- _WORK TO BE COMPLETED_: From the records below, please repeat exactly the line that has "let parse = |text: &str|", the line that has "line: 1, ..", and every line between them, and nothing else.
** SOURCE MATERIAL follows **
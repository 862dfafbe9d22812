// Copyright (c) 2025 nnsearch Contributors
// Licensed under the nnsearch License. See LICENSE file for details.

//! Nearest-word lookup over a text file of word vectors.
//!
//! The input holds one word per line followed by its vector components:
//!
//! ```text
//! king 0.50 0.68 -0.59
//! queen 0.38 0.18 -0.35
//! ```
//!
//! Words are sorted, so row `i` of the dataset is the `i`-th word in
//! lexicographic order. [`WordVectors::open`] caches the built index next to
//! the data as `<stem>.ann.index` and reuses it on later opens.

use std::collections::BTreeMap;
use std::fs::File;
use std::io::{BufRead, BufReader};
use std::path::{Path, PathBuf};

use tracing::{info, warn};

use crate::builder::IndexBuilder;
use crate::dataset::Dataset;
use crate::error::{AnnError, Result};
use crate::index::Index;
use crate::params::{Checks, IndexParams};
use crate::persistence;

/// Check budget used for every word lookup.
pub const WORD_SEARCH_CHECKS: usize = 1024;

/// Extension of the cached index file.
pub const INDEX_EXTENSION: &str = "ann.index";

/// Field separator of a word-vector file.
#[derive(Debug, Clone, Copy, PartialEq, Eq, Default)]
pub enum Delimiter {
    /// Any run of whitespace.
    #[default]
    Whitespace,
    /// A single tab character.
    Tab,
}

/// Sorted vocabulary and its vectors, one dataset row per word.
#[derive(Debug, Clone)]
pub struct WordTable {
    words: Vec<String>,
    dataset: Dataset,
}

impl WordTable {
    /// Parse a word-vector text file.
    ///
    /// Blank lines are skipped and a repeated word keeps its last vector.
    ///
    /// # Errors
    ///
    /// - [`AnnError::Parse`] for a line with no values or a non-numeric value
    /// - [`AnnError::InvalidDataset`] when vector lengths disagree or the file is empty
    pub fn from_text(path: impl AsRef<Path>, delimiter: Delimiter) -> Result<Self> {
        let file = File::open(path.as_ref())?;
        Self::from_reader(BufReader::new(file), delimiter)
    }

    pub fn from_reader<R: BufRead>(reader: R, delimiter: Delimiter) -> Result<Self> {
        let mut vectors: BTreeMap<String, Vec<f64>> = BTreeMap::new();
        let mut dim = None;

        for (i, line) in reader.lines().enumerate() {
            let line = line?;
            let number = i + 1;
            let mut fields: Box<dyn Iterator<Item = &str>> = match delimiter {
                Delimiter::Whitespace => Box::new(line.split_whitespace()),
                Delimiter::Tab => Box::new(line.split('\t').filter(|f| !f.is_empty())),
            };
            let Some(word) = fields.next() else {
                continue;
            };
            if word.trim().is_empty() {
                continue;
            }

            let values = fields
                .map(|field| {
                    let value: f64 = field.trim().parse().map_err(|e| AnnError::Parse {
                        line: number,
                        message: format!("invalid value {:?}: {}", field, e),
                    })?;
                    if !value.is_finite() {
                        return Err(AnnError::Parse {
                            line: number,
                            message: format!("non-finite value {:?}", field),
                        });
                    }
                    Ok(value)
                })
                .collect::<Result<Vec<f64>>>()?;
            if values.is_empty() {
                return Err(AnnError::Parse {
                    line: number,
                    message: format!("word {:?} has no vector", word),
                });
            }

            match dim {
                None => dim = Some(values.len()),
                Some(d) if d != values.len() => {
                    return Err(AnnError::InvalidDataset(format!(
                        "line {}: vector has {} values, expected {}",
                        number,
                        values.len(),
                        d
                    )))
                }
                Some(_) => {}
            }
            vectors.insert(word.to_string(), values);
        }

        let cols = dim.unwrap_or(0);
        let rows = vectors.len();
        let mut words = Vec::with_capacity(rows);
        let mut data = Vec::with_capacity(rows * cols);
        for (word, values) in vectors {
            words.push(word);
            data.extend(values);
        }
        let dataset = Dataset::new(data, rows, cols)?;
        Ok(Self { words, dataset })
    }

    /// Words in row order.
    pub fn words(&self) -> &[String] {
        &self.words
    }

    pub fn dataset(&self) -> &Dataset {
        &self.dataset
    }
}

/// Word vectors with a nearest-neighbour index over them.
#[derive(Debug, Clone)]
pub struct WordVectors {
    words: Vec<String>,
    rows: BTreeMap<String, usize>,
    index: Index,
}

impl WordVectors {
    /// Path of the cached index for a data file: `vectors.txt` → `vectors.ann.index`.
    pub fn index_path(data: impl AsRef<Path>) -> PathBuf {
        data.as_ref().with_extension(INDEX_EXTENSION)
    }

    /// Parse `path`, then load the cached index next to it or build and cache one.
    ///
    /// A cache that no longer matches the data (different shape, or corrupt)
    /// is rebuilt and overwritten.
    pub fn open(path: impl AsRef<Path>, params: IndexParams, delimiter: Delimiter) -> Result<Self> {
        Self::open_with(path, &IndexBuilder::new(params), delimiter)
    }

    /// Like [`WordVectors::open`], building any missing index with `builder`.
    pub fn open_with(
        path: impl AsRef<Path>,
        builder: &IndexBuilder,
        delimiter: Delimiter,
    ) -> Result<Self> {
        let path = path.as_ref();
        info!(path = %path.display(), "loading word vectors");
        let table = WordTable::from_text(path, delimiter)?;
        let cache = Self::index_path(path);

        let index = if cache.exists() {
            match persistence::load(&cache, table.dataset()) {
                Ok(index) => index,
                Err(
                    e @ (AnnError::DimensionMismatch { .. }
                    | AnnError::RowCountMismatch { .. }
                    | AnnError::CorruptIndexFile(_)),
                ) => {
                    warn!(path = %cache.display(), error = %e, "stale index cache, rebuilding");
                    Self::build_and_cache(&table, builder, &cache)?
                }
                Err(e) => return Err(e),
            }
        } else {
            Self::build_and_cache(&table, builder, &cache)?
        };
        Self::with_index(table, index)
    }

    fn build_and_cache(table: &WordTable, builder: &IndexBuilder, cache: &Path) -> Result<Index> {
        let index = builder.build(table.dataset())?;
        persistence::save(&index, cache)?;
        Ok(index)
    }

    /// Pair a table with an index built over its dataset.
    pub fn with_index(table: WordTable, index: Index) -> Result<Self> {
        if index.dim() != table.dataset.cols() {
            return Err(AnnError::DimensionMismatch {
                expected: index.dim(),
                got: table.dataset.cols(),
            });
        }
        if index.rows() != table.dataset.rows() {
            return Err(AnnError::RowCountMismatch {
                expected: index.rows(),
                got: table.dataset.rows(),
            });
        }
        let rows = table
            .words
            .iter()
            .enumerate()
            .map(|(i, w)| (w.clone(), i))
            .collect();
        Ok(Self {
            words: table.words,
            rows,
            index,
        })
    }

    /// Up to `n` nearest words to `word`, nearest first, the word itself included.
    /// Unknown words yield an empty list.
    pub fn nearest(&self, word: &str, n: usize) -> Result<Vec<(String, f64)>> {
        let Some(vector) = self.vector(word) else {
            return Ok(Vec::new());
        };
        self.nearest_to_vector(vector, n)
    }

    /// Up to `n` nearest words to an arbitrary vector.
    pub fn nearest_to_vector(&self, vector: &[f64], n: usize) -> Result<Vec<(String, f64)>> {
        let k = n.min(self.len());
        if k == 0 {
            return Ok(Vec::new());
        }
        let hits = self
            .index
            .knn(vector, k, Checks::Limited(WORD_SEARCH_CHECKS))?;
        Ok(hits
            .into_iter()
            .map(|hit| (self.words[hit.index].clone(), hit.distance))
            .collect())
    }

    pub fn vector(&self, word: &str) -> Option<&[f64]> {
        let &row = self.rows.get(word)?;
        self.index.dataset().row(row).ok()
    }

    pub fn contains(&self, word: &str) -> bool {
        self.rows.contains_key(word)
    }

    /// Vocabulary size.
    pub fn len(&self) -> usize {
        self.words.len()
    }

    pub fn is_empty(&self) -> bool {
        self.words.is_empty()
    }

    /// Words in row order.
    pub fn words(&self) -> &[String] {
        &self.words
    }

    pub fn index(&self) -> &Index {
        &self.index
    }
}

#[cfg(test)]
mod tests {
    use super::*;
    use std::io::Cursor;

    #[test]
    fn test_parse_sorts_and_dedups() {
        let text = "zebra 1 1\napple 0 0\n\nmango 2 2\napple 0.5 0.5\n";
        let table = WordTable::from_reader(Cursor::new(text), Delimiter::Whitespace).unwrap();
        assert_eq!(table.words(), &["apple", "mango", "zebra"]);
        assert_eq!(table.dataset().row(0).unwrap(), &[0.5, 0.5]);
        assert_eq!(table.dataset().row(2).unwrap(), &[1.0, 1.0]);
    }

    #[test]
    fn test_parse_tab_delimited() {
        let text = "new york\t1.0\t2.0\nparis\t3.0\t4.0\n";
        let table = WordTable::from_reader(Cursor::new(text), Delimiter::Tab).unwrap();
        assert_eq!(table.words(), &["new york", "paris"]);
        assert_eq!(table.dataset().cols(), 2);
    }

    #[test]
    fn test_parse_errors() {
        let parse = |text: &str| {
            WordTable::from_reader(Cursor::new(text.to_string()), Delimiter::Whitespace)
                .unwrap_err()
        };
        assert!(matches!(parse("a 1 x\n"), AnnError::Parse { line: 1, .. }));
        assert!(matches!(parse("a 1 2\nb 1\n"), AnnError::InvalidDataset(_)));
        assert!(matches!(parse("a 1\nlonely\n"), AnnError::Parse { line: 2, .. }));

        let err = parse("\n\n");
        assert!(matches!(err, AnnError::InvalidDataset(_)));
    }

    #[test]
    fn test_index_path() {
        assert_eq!(
            WordVectors::index_path("/data/glove.txt"),
            PathBuf::from("/data/glove.ann.index")
        );
        assert_eq!(
            WordVectors::index_path("vectors"),
            PathBuf::from("vectors.ann.index")
        );
    }

    #[test]
    fn test_nearest_in_memory() {
        let text = "a 0 0\nb 1 0\nc 5 5\nd 0.5 0\n";
        let table = WordTable::from_reader(Cursor::new(text), Delimiter::Whitespace).unwrap();
        let index = IndexBuilder::new(IndexParams::Linear).build(table.dataset()).unwrap();
        let words = WordVectors::with_index(table, index).unwrap();

        let near = words.nearest("a", 2).unwrap();
        assert_eq!(near[0].0, "a");
        assert_eq!(near[1].0, "d");
        assert!((near[1].1 - 0.5).abs() < 1e-12);

        assert!(words.nearest("missing", 3).unwrap().is_empty());
        assert_eq!(words.nearest("c", 10).unwrap().len(), 4);
        assert!(words.contains("b"));
        assert_eq!(words.vector("b"), Some(&[1.0, 0.0][..]));
    }
}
** End of SOURCE MATERIAL **
- _ANSWER TO THE EXERCISE_:
        let parse = |text: &str| {
            WordTable::from_reader(Cursor::new(text.to_string()), Delimiter::Whitespace)
                .unwrap_err()
        };
        assert!(matches!(parse("a 1 x\n"), AnnError::Parse { line: 1, .. }));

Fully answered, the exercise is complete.